Thanks for the review, Mike!

-Jeff
--

From: Jens Axboe
Date: Thursday, April 8, 2010 - 4:00 am

I like the concept, it's definitely useful (and your results amply
demonstrate that). I was thinking if there was a way in through the ioc
itself, rather than bdi -> queue and like you are doing. But I can't


spin_lock_irq() is sufficient here.

-- 
Jens Axboe

--

From: Vivek Goyal
Date: Thursday, April 8, 2010 - 6:59 am

I think, one issue with ioc based approach will be that it will then call
yield operation on all the devices in the system where this context has ever
done any IO. With bdi based approach this call will remain limited to
a smaller set of devices.

Thanks
Vivek
--

From: Jens Axboe
Date: Thursday, April 8, 2010 - 7:03 am

Oh, you'd want the bdi as well. And as I said, I don't think it was
workable, just trying to think it over and consider potentially other
ways to accomplish this.

At one point I had a patch that did the equivalant of this yield on
being scheduled out on the CPU side, which is probably why I was in the
ioc mindset.

-- 
Jens Axboe

--

From: Jeff Moyer
Date: Thursday, April 8, 2010 - 7:03 am

Which actually brings up the question of whether this needs some
knowledge of whether the journal is on the same device as the file
system!  In such a case, we need not yield.  I think I'll stick my head
in the sand for this one.  ;-)

Cheers,
Jeff
--

From: Jens Axboe
Date: Thursday, April 8, 2010 - 7:06 am

Yes, that is true. But that should be relatively easy to check.

-- 
Jens Axboe

--

From: Vivek Goyal
Date: Thursday, April 8, 2010 - 7:10 am

Jeff even if journal is not on same device, what harm yielding could do?
Anyway there is no IO on that queue and we are idling.

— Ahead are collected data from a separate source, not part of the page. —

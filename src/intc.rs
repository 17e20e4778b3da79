use std::sync::atomic::{AtomicU64, Ordering};
use std::sync::Arc;

use crate::memory::Memory;
use crate::mmio::MmioDevice;

pub const IRQ_TIMER: u32 = 0;
pub const IRQ_UART: u32 = 1;
pub const IRQ_DISK: u32 = 2;
pub const IRQ_NETWORK: u32 = 3;
pub const IRQ_SOFTWARE: u32 = 4;
pub const IRQ_MAX: u32 = 63;

bitflags::bitflags! {
    #[derive(Clone, Copy, Debug, Default)]
    pub struct Ctrl: u64 {
        const ENABLE  = 1 << 0;
        const NESTING = 1 << 1;
    }
}

const REG_PENDING: u64 = 0x00;
const REG_ENABLED: u64 = 0x08;
const REG_CTRL: u64 = 0x10;
const REG_VECTOR: u64 = 0x18;
const REG_ACK: u64 = 0x20;
const REG_CURRENT: u64 = 0x28;
const REG_SAVED_PC: u64 = 0x30;

/// Interrupt controller. `pending` is the only field mutated from device
/// threads (via [`Intc::raise`] / [`Intc::clear`]), so it is the sole
/// atomic here; everything else is CPU-thread-only.
pub struct Intc {
    pending: Arc<AtomicU64>,
    enabled: u64,
    ctrl: Ctrl,
    vector_base: u64,
    current_irq: i64,
    saved_pc: u64,
}

impl Intc {
    pub fn new() -> Self {
        Intc {
            pending: Arc::new(AtomicU64::new(0)),
            enabled: 0,
            ctrl: Ctrl::empty(),
            vector_base: 0,
            current_irq: -1,
            saved_pc: 0,
        }
    }

    /// A cloneable handle device threads can use to post IRQs without
    /// borrowing the whole controller.
    pub fn pending_handle(&self) -> PendingHandle {
        PendingHandle(self.pending.clone())
    }

    pub fn raise(&self, line: u32) {
        PendingHandle(self.pending.clone()).raise(line);
    }

    pub fn clear(&self, line: u32) {
        PendingHandle(self.pending.clone()).clear(line);
    }

    /// True iff the next `check()` would find something to service.
    pub fn has_pending(&self) -> bool {
        if !self.ctrl.contains(Ctrl::ENABLE) {
            return false;
        }
        if self.current_irq >= 0 && !self.ctrl.contains(Ctrl::NESTING) {
            return false;
        }
        (self.pending.load(Ordering::Acquire) & self.enabled) != 0
    }

    fn find_pending(&self) -> Option<u32> {
        let active = self.pending.load(Ordering::Acquire) & self.enabled;
        if active == 0 {
            return None;
        }
        Some(active.trailing_zeros())
    }

    /// Services the highest-priority (lowest line number) pending
    /// interrupt, redirecting `pc` to its vector-table entry. Returns
    /// `true` if a vector jump happened.
    pub fn check(&mut self, memory: &mut Memory, pc: &mut u64) -> bool {
        if !self.has_pending() {
            return false;
        }
        let Some(line) = self.find_pending() else {
            return false;
        };

        self.saved_pc = *pc;
        self.current_irq = line as i64;
        self.pending
            .fetch_and(!(1u64 << line), Ordering::AcqRel);

        let vector_addr = self.vector_base.wrapping_add(line as u64 * 8);
        let Some(handler_addr) = memory.read(vector_addr, 8) else {
            self.current_irq = -1;
            return false;
        };

        *pc = handler_addr;
        true
    }
}

impl Default for Intc {
    fn default() -> Self {
        Self::new()
    }
}

impl MmioDevice for Intc {
    fn read(&mut self, offset: u64, _size: u8) -> u64 {
        match offset {
            REG_PENDING => self.pending.load(Ordering::Acquire),
            REG_ENABLED => self.enabled,
            REG_CTRL => self.ctrl.bits(),
            REG_VECTOR => self.vector_base,
            REG_CURRENT => self.current_irq as u64,
            REG_SAVED_PC => self.saved_pc,
            _ => 0,
        }
    }

    fn write(&mut self, offset: u64, value: u64, _size: u8) {
        match offset {
            REG_PENDING => {
                self.pending.fetch_and(!value, Ordering::AcqRel);
            }
            REG_ENABLED => self.enabled = value,
            REG_CTRL => self.ctrl = Ctrl::from_bits_truncate(value),
            REG_VECTOR => self.vector_base = value,
            REG_ACK => {
                if value as i64 == self.current_irq {
                    self.current_irq = -1;
                }
            }
            REG_SAVED_PC => {}
            _ => log::trace!("intc: write to unknown offset {offset:#x}"),
        }
    }
}

/// Cheap, `Send`-able handle a device thread holds to post interrupts.
#[derive(Clone)]
pub struct PendingHandle(Arc<AtomicU64>);

impl PendingHandle {
    pub fn raise(&self, line: u32) {
        debug_assert!(line <= IRQ_MAX);
        self.0.fetch_or(1u64 << line, Ordering::AcqRel);
    }

    pub fn clear(&self, line: u32) {
        debug_assert!(line <= IRQ_MAX);
        self.0.fetch_and(!(1u64 << line), Ordering::AcqRel);
    }
}

#[cfg(test)]
mod tests {
    use super::*;

    #[test]
    fn fairness_picks_lowest_line_s7() {
        let mut intc = Intc::new();
        intc.write(REG_ENABLED, 0xff, 8);
        intc.write(REG_CTRL, Ctrl::ENABLE.bits(), 8);
        intc.raise(3);
        intc.raise(1);
        let mut mem = Memory::new(0x1000);
        let mut pc = 0x100;
        assert!(intc.check(&mut mem, &mut pc));
        assert_eq!(intc.current_irq, 1);
    }

    #[test]
    fn non_nesting_blocks_until_ack() {
        let mut intc = Intc::new();
        intc.write(REG_ENABLED, 0xff, 8);
        intc.write(REG_CTRL, Ctrl::ENABLE.bits(), 8);
        let mut mem = Memory::new(0x1000);
        let mut pc = 0;
        intc.raise(0);
        assert!(intc.check(&mut mem, &mut pc));
        intc.raise(1);
        assert!(!intc.has_pending());
        intc.write(REG_ACK, 0, 8);
        assert!(intc.has_pending());
    }

    #[test]
    fn bad_vector_read_restores_idle() {
        let mut intc = Intc::new();
        intc.write(REG_ENABLED, 0x1, 8);
        intc.write(REG_CTRL, Ctrl::ENABLE.bits(), 8);
        intc.write(REG_VECTOR, u64::MAX - 4, 8);
        intc.raise(0);
        let mut mem = Memory::new(0x10);
        let mut pc = 0;
        assert!(!intc.check(&mut mem, &mut pc));
        assert_eq!(intc.current_irq, -1);
    }
}
use std::path::PathBuf;
use std::process::ExitCode;

use anyhow::Context;
use clap::Parser;

use la64::machine::Machine;

const DEFAULT_MEMORY_SIZE: u64 = 0x2000_0000;

#[derive(Parser)]
#[command(name = "la64", about = "Emulator for the LA64 virtual CPU and SoC")]
struct Args {
    /// Path to a flat boot image; bytes 0..7 (little-endian) are the entry address.
    boot_image_path: PathBuf,

    /// Total guest RAM in bytes.
    #[arg(long, default_value_t = DEFAULT_MEMORY_SIZE)]
    memory_size: u64,

    /// Enable the optional indexed-colour framebuffer device.
    #[arg(long)]
    framebuffer: bool,

    /// Log level for `env_logger` (error, warn, info, debug, trace).
    #[arg(long, default_value = "info")]
    log_level: String,
}

fn main() -> ExitCode {
    let args = match Args::try_parse() {
        Ok(args) => args,
        Err(err) => {
            let _ = err.print();
            return if err.use_stderr() { ExitCode::FAILURE } else { ExitCode::SUCCESS };
        }
    };

    env_logger::Builder::new()
        .parse_filters(&args.log_level)
        .init();

    if let Err(err) = run(args) {
        eprintln!("la64: {err:#}");
        return ExitCode::FAILURE;
    }
    ExitCode::SUCCESS
}

fn run(args: Args) -> anyhow::Result<()> {
    let image = std::fs::read(&args.boot_image_path)
        .with_context(|| format!("reading boot image {}", args.boot_image_path.display()))?;

    log::info!(
        "booting {} ({} bytes RAM, framebuffer={})",
        args.boot_image_path.display(),
        args.memory_size,
        args.framebuffer
    );

    let mut machine = Machine::new(args.memory_size, &image, args.framebuffer)
        .context("constructing machine")?;
    machine.run();

    log::info!("guest powered off cleanly");
    Ok(())
}
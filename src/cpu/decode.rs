use crate::bitreader::BitReader;
use crate::memory::Memory;

use super::{Exception, Operation};

const WINDOW_SIZE: u64 = 32;
const MAX_OPERANDS: usize = 32;

const CODING_INSTR_END: u64 = 0b000;
const CODING_REG: u64 = 0b001;
const CODING_IMM8: u64 = 0b010;
const CODING_IMM16: u64 = 0b011;
const CODING_IMM32: u64 = 0b100;
const CODING_IMM64: u64 = 0b101;

/// Decodes the instruction at `pc`, writing the result into `op`. On
/// failure sets `op.opcode`/`ilen` to 0 and returns the exception that
/// should be raised.
pub fn decode_at(memory: &Memory, pc: u64, op: &mut Operation) -> Result<(), Exception> {
    op.reset();

    let Some(available) = memory.size().checked_sub(pc) else {
        return Err(Exception::BadAccess);
    };
    let window_size = WINDOW_SIZE.min(available);
    let Some(window) = memory.access(pc, window_size) else {
        return Err(Exception::BadAccess);
    };

    let mut reader = BitReader::new(window);
    op.opcode = reader.read(8) as u8;

    if matches!(op.opcode, super::opcode::HLT | super::opcode::NOP | super::opcode::RET) {
        op.ilen = 1;
        return Ok(());
    }

    loop {
        if op.param_count() >= MAX_OPERANDS {
            break;
        }

        let tag = reader.read(3);
        match tag {
            CODING_INSTR_END => break,
            CODING_REG => {
                let index = reader.read(5) as usize;
                op.push_register(index);
            }
            CODING_IMM8 => op.push_immediate(reader.read(8)),
            CODING_IMM16 => op.push_immediate(reader.read(16)),
            CODING_IMM32 => op.push_immediate(reader.read(32)),
            CODING_IMM64 => op.push_immediate(reader.read(64)),
            _ => return Err(Exception::BadInstruction),
        }
    }

    op.ilen = reader.bytes_used() as u8;
    Ok(())
}
#![deny(
    trivial_numeric_casts,
    missing_docs,
    unsafe_code,
    unstable_features,
    unused_import_braces,
    unused_qualifications,
    unused_extern_crates,
    unused_results
)]
#![warn(rust_2021_compatibility, unreachable_pub)]

//! The pause signal: the shared gate asserted around a registry swap.
//!
//! Enrichment calls hold a shared permit for the duration of one dispatch;
//! the asset manager takes the exclusive permit to swap the registry.
//! Taking the exclusive permit asserts the pause (new shared acquisitions
//! queue behind it) and waits for every in-flight dispatch to drain, which
//! is exactly the pause/drain barrier of a coherent swap.

use tokio::sync::{RwLock, RwLockReadGuard, RwLockWriteGuard};

/// The pause gate shared between the source, the enrich stage, and the
/// asset manager.
///
/// Built on a write-preferring `tokio::sync::RwLock`: once `pause` is
/// pending, new `enter` calls block until the pause is released, so the
/// swap cannot be starved by a steady record flow.
#[derive(Debug, Default)]
pub struct PauseGate {
    lock: RwLock<()>,
}

/// A shared permit held for the duration of one enrichment dispatch.
#[derive(Debug)]
pub struct EnterPermit<'a> {
    _guard: RwLockReadGuard<'a, ()>,
}

/// The exclusive permit held while the registry is swapped. The pause is
/// de-asserted when the permit is dropped, on every exit path.
#[derive(Debug)]
pub struct PausePermit<'a> {
    _guard: RwLockWriteGuard<'a, ()>,
}

impl PauseGate {
    /// Creates a new, unasserted gate.
    pub fn new() -> Self {
        Default::default()
    }

    /// Acquires a shared permit, waiting first if the pause is asserted.
    pub async fn enter(&self) -> EnterPermit<'_> {
        EnterPermit {
            _guard: self.lock.read().await,
        }
    }

    /// Suspends while the pause is asserted, without keeping a permit.
    pub async fn wait_if_paused(&self) {
        let _guard = self.lock.read().await;
    }

    /// Asserts the pause and waits for all in-flight permits to drain.
    pub async fn pause(&self) -> PausePermit<'_> {
        PausePermit {
            _guard: self.lock.write().await,
        }
    }

    /// Returns true when the pause is asserted (or pending).
    pub fn is_paused(&self) -> bool {
        self.lock.try_read().is_err()
    }
}
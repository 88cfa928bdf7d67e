//! Shared test doubles: an in-memory source and producers, a JSON payload
//! decoder, and a handful of enrichments.

use std::{
    collections::VecDeque,
    sync::{
        atomic::{AtomicUsize, Ordering},
        Arc, Mutex, Once,
    },
    time::Duration,
};

use async_trait::async_trait;
use chrono::Utc;
use enrich::{CollectorPayload, DecodeFailure, Decoder, Enrichment, PiiExtractor, Registry, SchemaClient};
use event::EnrichedEvent;
use runtime::ProducerFactory;
use sink::{OutboundRecord, PublishError, StreamProducer};
use source::{signal::SignalReceiver, AckHandle, Acker, AsyncSource, EffectHandler, RawRecord, SourceFactory};

static INIT: Once = Once::new();

pub fn init_tracing() {
    INIT.call_once(|| {
        let _ = tracing_subscriber::fmt().with_test_writer().try_init();
    });
}

/// Decodes a UTF-8 JSON document of the form
/// `{"events": [{"app_id": "shop", ...}], "ip": "..."}` into a collector
/// payload, each event object setting canonical fields by name.
pub struct JsonDecoder;

impl Decoder for JsonDecoder {
    fn decode(&self, bytes: &[u8]) -> Result<Option<CollectorPayload>, DecodeFailure> {
        let value: serde_json::Value = serde_json::from_slice(bytes).map_err(|err| DecodeFailure {
            messages: vec![format!("not a collector payload: {err}")],
        })?;

        let events = value["events"]
            .as_array()
            .cloned()
            .unwrap_or_default()
            .iter()
            .map(|object| {
                let mut event = EnrichedEvent::new();
                if let Some(map) = object.as_object() {
                    for (field, field_value) in map {
                        if let Some(text) = field_value.as_str() {
                            let _ = event.set(field, text);
                        }
                    }
                }
                event
            })
            .collect();

        Ok(Some(CollectorPayload {
            collector_tstamp: Some(Utc::now()),
            source_ip: value["ip"].as_str().map(str::to_string),
            useragent: None,
            headers: vec![],
            events,
        }))
    }
}

pub struct AcceptAllSchema;

impl SchemaClient for AcceptAllSchema {
    fn validate(&self, _json: &serde_json::Value, _schema_key: &str) -> Result<(), Vec<String>> {
        Ok(())
    }
}

/// Fails events whose `app_id` is `boom`, stamps `geo_country` otherwise.
pub struct GeoEnrichment;

impl Enrichment for GeoEnrichment {
    fn name(&self) -> &str {
        "geo"
    }

    fn apply(&self, _registry: &Registry, event: &mut EnrichedEvent) -> Result<Vec<serde_json::Value>, Vec<String>> {
        if event.app_id.as_deref() == Some("boom") {
            return Err(vec!["geo lookup failed".to_string()]);
        }
        event.geo_country = Some("IS".to_string());
        Ok(vec![])
    }
}

/// Derives a PII event carrying the source IP, when one is present.
pub struct CopyIpPii;

impl PiiExtractor for CopyIpPii {
    fn extract(&self, event: &EnrichedEvent) -> Option<EnrichedEvent> {
        event.user_ipaddress.as_ref().map(|ip| {
            let mut pii = EnrichedEvent::new();
            pii.user_ipaddress = Some(ip.clone());
            pii.event_id = event.event_id.clone();
            pii
        })
    }
}

struct IndexAcker {
    counts: Arc<Vec<AtomicUsize>>,
    index: usize,
}

impl Acker for IndexAcker {
    fn ack(&self) {
        let _ = self.counts[self.index].fetch_add(1, Ordering::SeqCst);
    }
}

/// A finite in-memory source: one ack counter per record.
pub struct MemorySource {
    records: Vec<Vec<u8>>,
    delay: Option<Duration>,
    acks: Arc<Vec<AtomicUsize>>,
}

impl MemorySource {
    pub fn new(records: Vec<Vec<u8>>, delay: Option<Duration>) -> (Self, Arc<Vec<AtomicUsize>>) {
        let acks: Arc<Vec<AtomicUsize>> = Arc::new((0..records.len()).map(|_| AtomicUsize::new(0)).collect());
        (
            Self {
                records,
                delay,
                acks: acks.clone(),
            },
            acks,
        )
    }
}

#[async_trait]
impl AsyncSource for MemorySource {
    async fn run(&mut self, mut signals: SignalReceiver, effects: EffectHandler) -> Result<(), source::Error> {
        for (index, payload) in self.records.iter().enumerate() {
            if signals.try_recv().is_some() {
                break;
            }
            let ack = AckHandle::new(Arc::new(IndexAcker {
                counts: self.acks.clone(),
                index,
            }));
            effects
                .send_record(RawRecord {
                    payload: payload.clone(),
                    ack,
                })
                .await?;
            if let Some(delay) = self.delay {
                tokio::time::sleep(delay).await;
            }
        }
        Ok(())
    }
}

/// Hands one prepared source out to the environment.
pub struct MemorySourceFactory {
    source: Mutex<Option<MemorySource>>,
}

impl MemorySourceFactory {
    pub fn new(source: MemorySource) -> Self {
        Self {
            source: Mutex::new(Some(source)),
        }
    }
}

impl SourceFactory for MemorySourceFactory {
    fn create(&self, _config: &config::InputConfig) -> Result<Box<dyn AsyncSource + Sync>, source::Error> {
        let source = self.source.lock().unwrap().take().ok_or(source::Error::UnknownSource {
            name: "memory source already taken".to_string(),
        })?;
        Ok(Box::new(source))
    }
}

/// Captures published batches; optionally fails the first put calls with a
/// scripted error sequence.
#[derive(Default)]
pub struct MemoryProducer {
    records: Mutex<Vec<OutboundRecord>>,
    failures: Mutex<VecDeque<PublishError>>,
}

impl MemoryProducer {
    pub fn with_failures(failures: Vec<PublishError>) -> Self {
        Self {
            records: Mutex::new(vec![]),
            failures: Mutex::new(failures.into()),
        }
    }

    pub fn records(&self) -> Vec<OutboundRecord> {
        self.records.lock().unwrap().clone()
    }

    pub fn rows(&self) -> Vec<String> {
        self.records()
            .iter()
            .map(|record| String::from_utf8(record.data.clone()).unwrap())
            .collect()
    }
}

#[async_trait]
impl StreamProducer for MemoryProducer {
    async fn put_records(&self, records: &[OutboundRecord]) -> Result<(), PublishError> {
        if let Some(failure) = self.failures.lock().unwrap().pop_front() {
            return Err(failure);
        }
        self.records.lock().unwrap().extend(records.iter().cloned());
        Ok(())
    }
}

/// Routes the three outputs to three in-memory producers.
pub struct MemoryProducerFactory {
    pub good: Arc<MemoryProducer>,
    pub pii: Arc<MemoryProducer>,
    pub bad: Arc<MemoryProducer>,
}

impl Default for MemoryProducerFactory {
    fn default() -> Self {
        Self {
            good: Arc::new(MemoryProducer::default()),
            pii: Arc::new(MemoryProducer::default()),
            bad: Arc::new(MemoryProducer::default()),
        }
    }
}

impl ProducerFactory for MemoryProducerFactory {
    fn create(&self, name: &str, _output: &config::OutputConfig) -> Result<Arc<dyn StreamProducer>, runtime::Error> {
        match name {
            "good" => Ok(self.good.clone()),
            "pii" => Ok(self.pii.clone()),
            "bad" => Ok(self.bad.clone()),
            other => Err(runtime::Error::Startup {
                stage: other.to_string(),
                reason: "unknown output".to_string(),
            }),
        }
    }
}

/// A collector payload with the given events, as the JSON decoder expects.
pub fn payload(events: &[serde_json::Value]) -> Vec<u8> {
    serde_json::to_vec(&serde_json::json!({ "events": events, "ip": "203.0.113.9" })).unwrap()
}

/// Column `index` of a serialized canonical row.
pub fn column(row: &str, index: usize) -> String {
    row.split('\t').nth(index).unwrap_or("").to_string()
}

pub fn parse_config(yaml: &str) -> config::Config {
    let config: config::Config = serde_yaml::from_str(yaml).unwrap();
    config.check("test.yaml").unwrap();
    config
}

Only side affect is
that yielding process could lose a bit if after fsync it immediately submits
more IO. Because this process has yielded it slice, it is back in the queue
instead of doing more IO in the current slice immediately.

Vivek
--

From: Jeff Moyer
Date: Thursday, April 8, 2010 - 7:25 am

What happens if the journal is on a super fast device, and finishes up
very quickly allowing our process to initiate more I/O within the idle
window?

Cheers,
Jeff
--

From: Vivek Goyal
Date: Thursday, April 8, 2010 - 7:31 am

You lose. :-) But at the same time if journalling devices is not fast
enough, and you if can't submit next IO in idling window, then you are 
unnecessarily keeping the disk idle and preventing others from making
progress.

Vivek
--

From: Jeff Moyer
Date: Thursday, April 8, 2010 - 12:10 pm

Probably not needed for this incarnation of the patch, though previous
iterations would Oops on boot w/o this.  If you look through all of the
code in this code path, cfqg == NULL seems to be handled, so it's

OK, thanks!

Jeff
--

Previous thread: [PATCH] x86: Reserve legacy VGA MMIO area for x86_64 as well as x86_32 by Bjorn Helgaas on Wednesday, April 7, 2010 - 2:06 pm. (110 messages)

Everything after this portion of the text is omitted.